How to match variables for analysis of matched pairs

Json Ochs

Join Date: Apr 2022

Posts: 5
#1

How to match variables for analysis of matched pairs

13 Apr 2022, 11:02

Hi Statalist,
Please excuse my ignorance in this post, I am a statistical newbie just getting off the ground with come clinical research and attempting to do a preliminary analysis.

I have data on baseline medical history and outcomes after a procedure. What I'd like to do is match patients based on the presence of a baseline illness (chronic kidney disease) then perform a conditional logistic regression to determine if the presence of other baseline illnesses (anemia) resulted in differing outcomes (acute kidney injury).

I've spent hours reading through the forum and watching youtube videos (and read Allan Acock's book) but am having trouble matching the variables. Have tried the joinby command and tried [egen match = group(ckd)], and a few others. If someone could point me in the right direction I would really appreciate it.

Best,
J
Tags: None
Clyde Schechter

Join Date: Apr 2014

Posts: 29956
#2

13 Apr 2022, 11:50

No need to apologize for being a newbie. We all were at one point.

Since you have already spent hours reading and watching videos, it is unlikely that writing a paragraph explaining the kinds of commands that are generally used for matching will be helpful. Better would be to show you the actual code that will accomplish it in your data. But that depends on how your data are set up.

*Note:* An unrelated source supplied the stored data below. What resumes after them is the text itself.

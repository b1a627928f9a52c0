//! Agent execution subsystem.
//!
//! - **History**: prior turns handed to the agent through a transient file
//! - **Environment**: the child's environment (credential, callback URL, client)
//! - **Runner**: the process seam, with a `tokio::process` implementation
//! - **Supervisor**: spawn, feed stdin, time out, settle exactly once
//! - **Extract**: find the reply in the agent's stdout
//! - **Cleanup**: artifact and timer disposal on every exit path

mod cleanup;
pub mod environment;
pub mod extract;
pub mod history;
pub mod runner;
pub mod settle;
mod supervisor;


// Re-export public API
pub use extract::{Extraction, ReplyExtractor, find_reply};
pub use runner::{AgentHandle, AgentRunner, ExitReport, Invocation, ProcessRunner};
pub use supervisor::{ProcessExecution, ReplyResult, Supervisor};
//! Error types for parley.
//!
//! Two layers live here:
//!
//! - [`DispatchFailure`] is the taxonomy of expected failures on the way to a
//!   reply. Every variant is recovered inside the dispatcher, either by the
//!   fallback responder or by a fixed user-facing message.
//! - [`ParleyError`] is what actually crosses a public boundary, with an exit
//!   code for the CLI.

use crate::exit_codes;
use std::time::Duration;
use thiserror::Error;

/// Main error type for parley operations.
#[derive(Error, Debug)]
pub enum ParleyError {
    /// User provided invalid arguments or unreadable input.
    #[error("{0}")]
    UserError(String),

    /// Configuration could not be read or failed validation.
    #[error("Invalid configuration: {0}")]
    ConfigError(String),

    /// The dispatcher could not produce any reply.
    ///
    /// Only raised when the fallback request itself cannot be constructed.
    #[error("Dispatch failed: {0}")]
    DispatchError(String),
}

impl ParleyError {
    /// Returns the appropriate exit code for this error type.
    pub fn exit_code(&self) -> i32 {
        match self {
            ParleyError::UserError(_) => exit_codes::USER_ERROR,
            ParleyError::ConfigError(_) => exit_codes::USER_ERROR,
            ParleyError::DispatchError(_) => exit_codes::DISPATCH_FAILURE,
        }
    }
}

/// Result type alias for parley operations.
pub type Result<T> = std::result::Result<T, ParleyError>;

/// Why a dispatch path did not yield a usable reply.
#[derive(Error, Debug, Clone, PartialEq, Eq)]
pub enum DispatchFailure {
    /// The agent executable could not be launched.
    #[error("failed to launch agent '{program}': {message}")]
    SpawnFailure { program: String, message: String },

    /// The agent did not exit within the supervision window and was killed.
    #[error("agent timed out after {}ms", after.as_millis())]
    Timeout { after: Duration },

    /// The agent exited with a failure status.
    #[error("agent exited with {}", describe_exit(*code))]
    NonZeroExit { code: Option<i32>, stderr: String },

    /// The agent exited cleanly but no usable reply could be extracted.
    #[error("no usable reply in agent output: {reason}")]
    ExtractionFailure { reason: String },

    /// No model credential is configured for the fallback path.
    #[error("fallback model credential is not configured")]
    FallbackUnconfigured,

    /// The fallback endpoint answered with a non-success status or not at all.
    #[error("fallback request failed: {message}")]
    FallbackHttpFailure {
        status: Option<u16>,
        message: String,
    },
}

impl DispatchFailure {
    /// Whether the dispatcher should hand this failure to the fallback responder.
    pub fn triggers_fallback(&self) -> bool {
        matches!(
            self,
            DispatchFailure::SpawnFailure { .. }
                | DispatchFailure::Timeout { .. }
                | DispatchFailure::NonZeroExit { .. }
                | DispatchFailure::ExtractionFailure { .. }
        )
    }
}

fn describe_exit(code: Option<i32>) -> String {
    match code {
        Some(code) => format!("status {}", code),
        None => "no status (terminated by signal)".to_string(),
    }
}
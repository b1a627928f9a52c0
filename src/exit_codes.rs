//! Exit code constants for the parley CLI.
//!
//! - 0: Success (a reply was printed, possibly a fallback apology)
//! - 1: User error (bad args, unreadable input, invalid configuration)
//! - 2: Dispatch failure (the dispatcher could not produce any reply)

/// Successful execution.
pub const SUCCESS: i32 = 0;

/// User error: bad arguments, unreadable files, or invalid configuration.
pub const USER_ERROR: i32 = 1;

/// Dispatch failure: no reply could be produced, not even a fallback message.
pub const DISPATCH_FAILURE: i32 = 2;
//! Direct chat-completion fallback.
//!
//! Used when the external agent yields no usable reply. One POST to an
//! OpenAI-compatible endpoint; every expected failure degrades to a fixed
//! user-facing message instead of an error.

use crate::config::Config;
use crate::conversation::{ConversationRequest, Role};
use crate::error::{DispatchFailure, ParleyError, Result};
use reqwest::Client;
use serde::{Deserialize, Serialize};
use std::time::Duration;
use tracing::{debug, warn};


/// Returned when no model credential is configured.
pub const NOT_CONFIGURED_REPLY: &str =
    "The assistant is not configured at the moment. Please contact your administrator.";

/// Returned when the completion endpoint fails or cannot be reached.
pub const UNAVAILABLE_REPLY: &str =
    "The assistant is temporarily unavailable. Please try again in a few moments.";

/// Returned when the model answers with empty content.
pub const NO_RESPONSE_REPLY: &str = "No response";

/// System instruction sent ahead of every fallback conversation.
pub const SYSTEM_INSTRUCTION: &str = "You are a helpful financial assistant for an accounting \
     practice. Answer questions about the selected client concisely and accurately. If you do \
     not have the data needed to answer, say so instead of guessing.";

/// One message on the wire.
#[derive(Debug, Clone, PartialEq, Eq, Serialize, Deserialize)]
pub struct ChatMessage {
    pub role: Role,
    pub content: String,
}

#[derive(Debug, Serialize)]
struct ChatCompletionRequest<'a> {
    model: &'a str,
    messages: Vec<ChatMessage>,
    temperature: f32,
}

#[derive(Debug, Deserialize)]
struct ChatCompletionResponse {
    #[serde(default)]
    choices: Vec<ChatChoice>,
}

#[derive(Debug, Deserialize)]
struct ChatChoice {
    message: ChatChoiceMessage,
}

#[derive(Debug, Deserialize)]
struct ChatChoiceMessage {
    #[serde(default)]
    content: Option<String>,
}

/// Answers a request straight from the model API.
#[derive(Debug, Clone)]
pub struct FallbackResponder {
    client: Client,
    endpoint: String,
    model: String,
    temperature: f32,
    history_limit: usize,
    api_key: Option<String>,
}

impl FallbackResponder {
    pub fn from_config(config: &Config) -> Result<Self> {
        let settings = &config.fallback;
        let client = Client::builder()
            .timeout(Duration::from_secs(settings.request_timeout_secs))
            .build()
            .map_err(|e| ParleyError::DispatchError(format!("failed to build HTTP client: {}", e)))?;

        Ok(Self {
            client,
            endpoint: settings.endpoint.clone(),
            model: settings.model.clone(),
            temperature: settings.temperature,
            history_limit: settings.history_limit,
            api_key: settings
                .api_key
                .clone()
                .filter(|key| !key.trim().is_empty()),
        })
    }

    /// Replace the HTTP client.
    pub fn with_client(mut self, client: Client) -> Self {
        self.client = client;
        self
    }

    pub fn is_configured(&self) -> bool {
        self.api_key.is_some()
    }

    /// System instruction, the most recent prior turns, then the new message
    /// prefixed with who is asking.
    pub fn build_messages(&self, request: &ConversationRequest) -> Vec<ChatMessage> {
        let mut messages = vec![ChatMessage {
            role: Role::System,
            content: SYSTEM_INSTRUCTION.to_string(),
        }];

        messages.extend(
            request
                .recent_turns(self.history_limit)
                .iter()
                .map(|turn| ChatMessage {
                    role: turn.role,
                    content: turn.content.clone(),
                }),
        );

        messages.push(ChatMessage {
            role: Role::User,
            content: format!(
                "User: {}\n{}",
                request.user().display_identity(),
                request.message()
            ),
        });

        messages
    }

    /// Ask the model for a reply.
    ///
    /// The outer error is reserved for failing to construct the request at all;
    /// everything that can go wrong at runtime is an inner [`DispatchFailure`].
    pub async fn complete(
        &self,
        request: &ConversationRequest,
    ) -> Result<std::result::Result<String, DispatchFailure>> {
        let Some(api_key) = self.api_key.as_deref() else {
            return Ok(Err(DispatchFailure::FallbackUnconfigured));
        };

        let body = ChatCompletionRequest {
            model: &self.model,
            messages: self.build_messages(request),
            temperature: self.temperature,
        };

        let http_request = self
            .client
            .post(&self.endpoint)
            .bearer_auth(api_key)
            .json(&body)
            .build()
            .map_err(|e| {
                ParleyError::DispatchError(format!("failed to build fallback request: {}", e))
            })?;

        debug!(endpoint = %self.endpoint, model = %self.model, "requesting fallback completion");

        let response = match self.client.execute(http_request).await {
            Ok(response) => response,
            Err(e) => {
                return Ok(Err(DispatchFailure::FallbackHttpFailure {
                    status: e.status().map(|s| s.as_u16()),
                    message: e.to_string(),
                }));
            }
        };

        let status = response.status();
        if !status.is_success() {
            let detail = response.text().await.unwrap_or_default();
            return Ok(Err(DispatchFailure::FallbackHttpFailure {
                status: Some(status.as_u16()),
                message: format!("{}: {}", status, detail.trim()),
            }));
        }

        let parsed: ChatCompletionResponse = match response.json().await {
            Ok(parsed) => parsed,
            Err(e) => {
                return Ok(Err(DispatchFailure::FallbackHttpFailure {
                    status: Some(status.as_u16()),
                    message: format!("unreadable completion body: {}", e),
                }));
            }
        };

        let content = parsed
            .choices
            .into_iter()
            .next()
            .and_then(|choice| choice.message.content)
            .map(|content| content.trim().to_string())
            .unwrap_or_default();

        if content.is_empty() {
            return Ok(Ok(NO_RESPONSE_REPLY.to_string()));
        }
        Ok(Ok(content))
    }

    /// Like [`complete`](Self::complete), with failures replaced by fixed messages.
    pub async fn respond(&self, request: &ConversationRequest) -> Result<String> {
        let reply = match self.complete(request).await? {
            Ok(reply) => reply,
            Err(DispatchFailure::FallbackUnconfigured) => {
                warn!("no model API key configured; cannot answer via fallback");
                NOT_CONFIGURED_REPLY.to_string()
            }
            Err(failure) => {
                warn!(error = %failure, "fallback completion failed");
                UNAVAILABLE_REPLY.to_string()
            }
        };
        Ok(reply)
    }
}
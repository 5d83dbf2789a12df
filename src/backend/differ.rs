//! Term and sequence differ.
//!
//! Terms are compared top-down. Matching node kinds become copies whose
//! children are compared in turn, anything else becomes a single patch.
//! Ordered child lists are aligned by a table over every pair of
//! remaining suffixes, so each `(i, j)` subproblem is solved exactly once.
//!
//! Tables only hold costs and step kinds. Diffs are built for the pairs on
//! the chosen alignment, so memory stays proportional to the result.
use crate::backend::{
    diff::Diff,
    error::DiffError,
    syntax::Syntax,
    term::Term,
};
use tracing::{debug, trace, warn};

pub const DEFAULT_MAX_DEPTH: usize = 512;
pub const DEFAULT_MAX_SEQUENCE_CELLS: usize = 1 << 22;
pub const DEFAULT_MAX_TOTAL_CELLS: usize = 1 << 24;

/// Resource bounds for a single comparison.
#[derive(Debug, Clone, Copy, PartialEq, Eq)]
pub struct Limits {
    /// Deepest nesting level that may be compared, the roots being level 0.
    pub max_depth: usize,
    /// Largest alignment table, `(|a| + 1) * (|b| + 1)`, for one sequence.
    pub max_sequence_cells: usize,
    /// Alignment cells filled over a whole comparison, nested tables
    /// included.
    pub max_total_cells: usize,
}

impl Default for Limits {
    fn default() -> Self {
        Self {
            max_depth: DEFAULT_MAX_DEPTH,
            max_sequence_cells: DEFAULT_MAX_SEQUENCE_CELLS,
            max_total_cells: DEFAULT_MAX_TOTAL_CELLS,
        }
    }
}

#[derive(Debug, Clone, Copy, PartialEq, Eq)]
enum Step {
    Here,
    Insert,
    Delete,
}

#[derive(Debug, Clone, Copy, Default)]
pub struct Differ {
    limits: Limits,
}

impl Differ {
    pub fn new(limits: Limits) -> Self {
        Self { limits }
    }

    pub fn limits(&self) -> Limits {
        self.limits
    }

    pub fn diff_term(&self, a: &Term, b: &Term) -> Result<Diff, DiffError> {
        Run::new(self.limits).term(a, b, 0)
    }

    pub fn diff_sequence(&self, a: &[Term], b: &[Term]) -> Result<Vec<Diff>, DiffError> {
        Run::new(self.limits).sequence(a, b, 0)
    }
}

/// State of one comparison.
struct Run {
    limits: Limits,
    /// Alignment cells filled so far.
    spent: usize,
}

impl Run {
    fn new(limits: Limits) -> Self {
        Self { limits, spent: 0 }
    }

    fn enter(&self, depth: usize) -> Result<(), DiffError> {
        if depth > self.limits.max_depth {
            warn!(limit = self.limits.max_depth, "term nesting limit reached");
            return Err(DiffError::TooDeep {
                limit: self.limits.max_depth,
            });
        }

        Ok(())
    }

    fn term(&mut self, a: &Term, b: &Term, depth: usize) -> Result<Diff, DiffError> {
        self.enter(depth)?;

        match (a, b) {
            (Term::Empty, Term::Empty) => Ok(Diff::Empty),
            (Term::Roll(x), Term::Roll(y)) => match self.shape(x, y, depth + 1)? {
                Some(s) => Ok(Diff::copy(s)),
                None => {
                    trace!(before = x.kind(), after = y.kind(), depth, "patch");
                    Ok(Diff::Patch(a.clone(), b.clone()))
                }
            },
            _ => Ok(Diff::Patch(a.clone(), b.clone())),
        }
    }

    /// `None` when the two nodes do not match at this level.
    fn shape(
        &mut self,
        x: &Syntax<Term>,
        y: &Syntax<Term>,
        depth: usize,
    ) -> Result<Option<Syntax<Diff>>, DiffError> {
        use Syntax::*;

        Ok(Some(match (x, y) {
            // TODO: align arguments by similarity once callees are compared
            // for meaning; for now they are aligned as a plain sequence.
            (Apply(f, xs), Apply(g, ys)) => Apply(
                self.term(f, g, depth)?,
                self.sequence(xs, ys, depth)?,
            ),
            (Abstract(xs, b), Abstract(ys, c)) => Abstract(
                self.sequence(xs, ys, depth)?,
                self.term(b, c, depth)?,
            ),
            (Assign(n, v), Assign(m, w)) if n == m => Assign(m.clone(), self.term(v, w, depth)?),
            (Variable(n), Variable(m)) if n == m => Variable(m.clone()),
            (Literal(v), Literal(w)) if v == w => Literal(w.clone()),
            (Group(n, xs), Group(m, ys)) => Group(
                self.term(n, m, depth)?,
                self.sequence(xs, ys, depth)?,
            ),
            (
                Apply(_, _)
                | Abstract(_, _)
                | Assign(_, _)
                | Variable(_)
                | Literal(_)
                | Group(_, _),
                _,
            ) => return Ok(None),
        }))
    }

    /// `term(a, b).magnitude()` without building the diff.
    fn cost(&mut self, a: &Term, b: &Term, depth: usize) -> Result<usize, DiffError> {
        self.enter(depth)?;

        match (a, b) {
            (Term::Empty, Term::Empty) => Ok(0),
            (Term::Roll(x), Term::Roll(y)) => Ok(self.shape_cost(x, y, depth + 1)?.unwrap_or(1)),
            _ => Ok(1),
        }
    }

    fn shape_cost(
        &mut self,
        x: &Syntax<Term>,
        y: &Syntax<Term>,
        depth: usize,
    ) -> Result<Option<usize>, DiffError> {
        use Syntax::*;

        Ok(Some(match (x, y) {
            (Apply(f, xs), Apply(g, ys)) => {
                self.cost(f, g, depth)? + self.sequence_cost(xs, ys, depth)?
            }
            (Abstract(xs, b), Abstract(ys, c)) => {
                self.sequence_cost(xs, ys, depth)? + self.cost(b, c, depth)?
            }
            (Assign(n, v), Assign(m, w)) if n == m => self.cost(v, w, depth)?,
            (Variable(n), Variable(m)) if n == m => 0,
            (Literal(v), Literal(w)) if v == w => 0,
            (Group(n, xs), Group(m, ys)) => {
                self.cost(n, m, depth)? + self.sequence_cost(xs, ys, depth)?
            }
            (
                Apply(_, _)
                | Abstract(_, _)
                | Assign(_, _)
                | Variable(_)
                | Literal(_)
                | Group(_, _),
                _,
            ) => return Ok(None),
        }))
    }

    /// Fills the table for `a` against `b`. `cost[i * (|b| + 1) + j]` is the
    /// least magnitude for the suffixes `a[i..]` and `b[j..]`; on equal
    /// costs pairing wins over inserting, which wins over deleting.
    fn align(
        &mut self,
        a: &[Term],
        b: &[Term],
        depth: usize,
    ) -> Result<(Vec<usize>, Vec<Step>), DiffError> {
        let (n, m) = (a.len(), b.len());
        let width = m + 1;
        let cells = (n + 1).saturating_mul(width);

        if cells > self.limits.max_sequence_cells {
            warn!(
                old = n,
                new = m,
                limit = self.limits.max_sequence_cells,
                "sequence alignment limit reached"
            );
            return Err(DiffError::TooLarge {
                cells,
                limit: self.limits.max_sequence_cells,
            });
        }

        let spent = self.spent.saturating_add(cells);

        if spent > self.limits.max_total_cells {
            warn!(
                spent,
                limit = self.limits.max_total_cells,
                "comparison alignment budget spent"
            );
            return Err(DiffError::TooLarge {
                cells: spent,
                limit: self.limits.max_total_cells,
            });
        }

        self.spent = spent;

        let mut cost = vec![0usize; cells];
        let mut steps = vec![Step::Delete; cells];

        for i in (0..=n).rev() {
            for j in (0..=m).rev() {
                let at = i * width + j;

                if i == n && j == m {
                    continue;
                } else if i == n {
                    cost[at] = 1 + cost[at + 1];
                    steps[at] = Step::Insert;
                } else if j == m {
                    cost[at] = 1 + cost[at + width];
                    steps[at] = Step::Delete;
                } else {
                    let here = self.cost(&a[i], &b[j], depth)? + cost[at + width + 1];
                    let insert = 1 + cost[at + 1];
                    let delete = 1 + cost[at + width];

                    (cost[at], steps[at]) = if here <= insert && here <= delete {
                        (here, Step::Here)
                    } else if insert <= delete {
                        (insert, Step::Insert)
                    } else {
                        (delete, Step::Delete)
                    };
                }
            }
        }

        Ok((cost, steps))
    }

    fn sequence_cost(&mut self, a: &[Term], b: &[Term], depth: usize) -> Result<usize, DiffError> {
        let (cost, _) = self.align(a, b, depth)?;

        Ok(cost[0])
    }

    fn sequence(&mut self, a: &[Term], b: &[Term], depth: usize) -> Result<Vec<Diff>, DiffError> {
        let (cost, steps) = self.align(a, b, depth)?;
        let (n, m) = (a.len(), b.len());
        let width = m + 1;

        if n + m > 0 {
            debug!(old = n, new = m, magnitude = cost[0], depth, "aligned sequence");
        }

        let mut out = Vec::with_capacity(n.max(m));
        let (mut i, mut j) = (0, 0);

        while i < n || j < m {
            match steps[i * width + j] {
                Step::Here => {
                    out.push(self.term(&a[i], &b[j], depth)?);
                    i += 1;
                    j += 1;
                }
                Step::Insert => {
                    out.push(Diff::insert(b[j].clone()));
                    j += 1;
                }
                Step::Delete => {
                    out.push(Diff::delete(a[i].clone()));
                    i += 1;
                }
            }
        }

        Ok(out)
    }
}

/// Compares two terms under the default limits.
pub fn diff_term(a: &Term, b: &Term) -> Result<Diff, DiffError> {
    Differ::default().diff_term(a, b)
}

/// Aligns two ordered sequences of terms under the default limits.
pub fn diff_sequence(a: &[Term], b: &[Term]) -> Result<Vec<Diff>, DiffError> {
    Differ::default().diff_sequence(a, b)
}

So you need to post back and use the -dataex- command to post a representative example (containing both observations with and without CKD, and with and without anemia). If you are running version 17, 16 or a fully updated version 15.1 or 14.2, -dataex- is already part of your official Stata installation. If not, run -ssc install dataex- to get it. Either way, run -help dataex- to read the simple instructions for using it. -dataex- will save you time; it is easier and quicker than typing out tables. It includes complete information about aspects of the data that are often critical to answering your question but cannot be seen from tabular displays or screenshots. It also makes it possible for those who want to help you to create a faithful representation of your example to try out their code, which in turn makes it more likely that their answer will actually work in your data.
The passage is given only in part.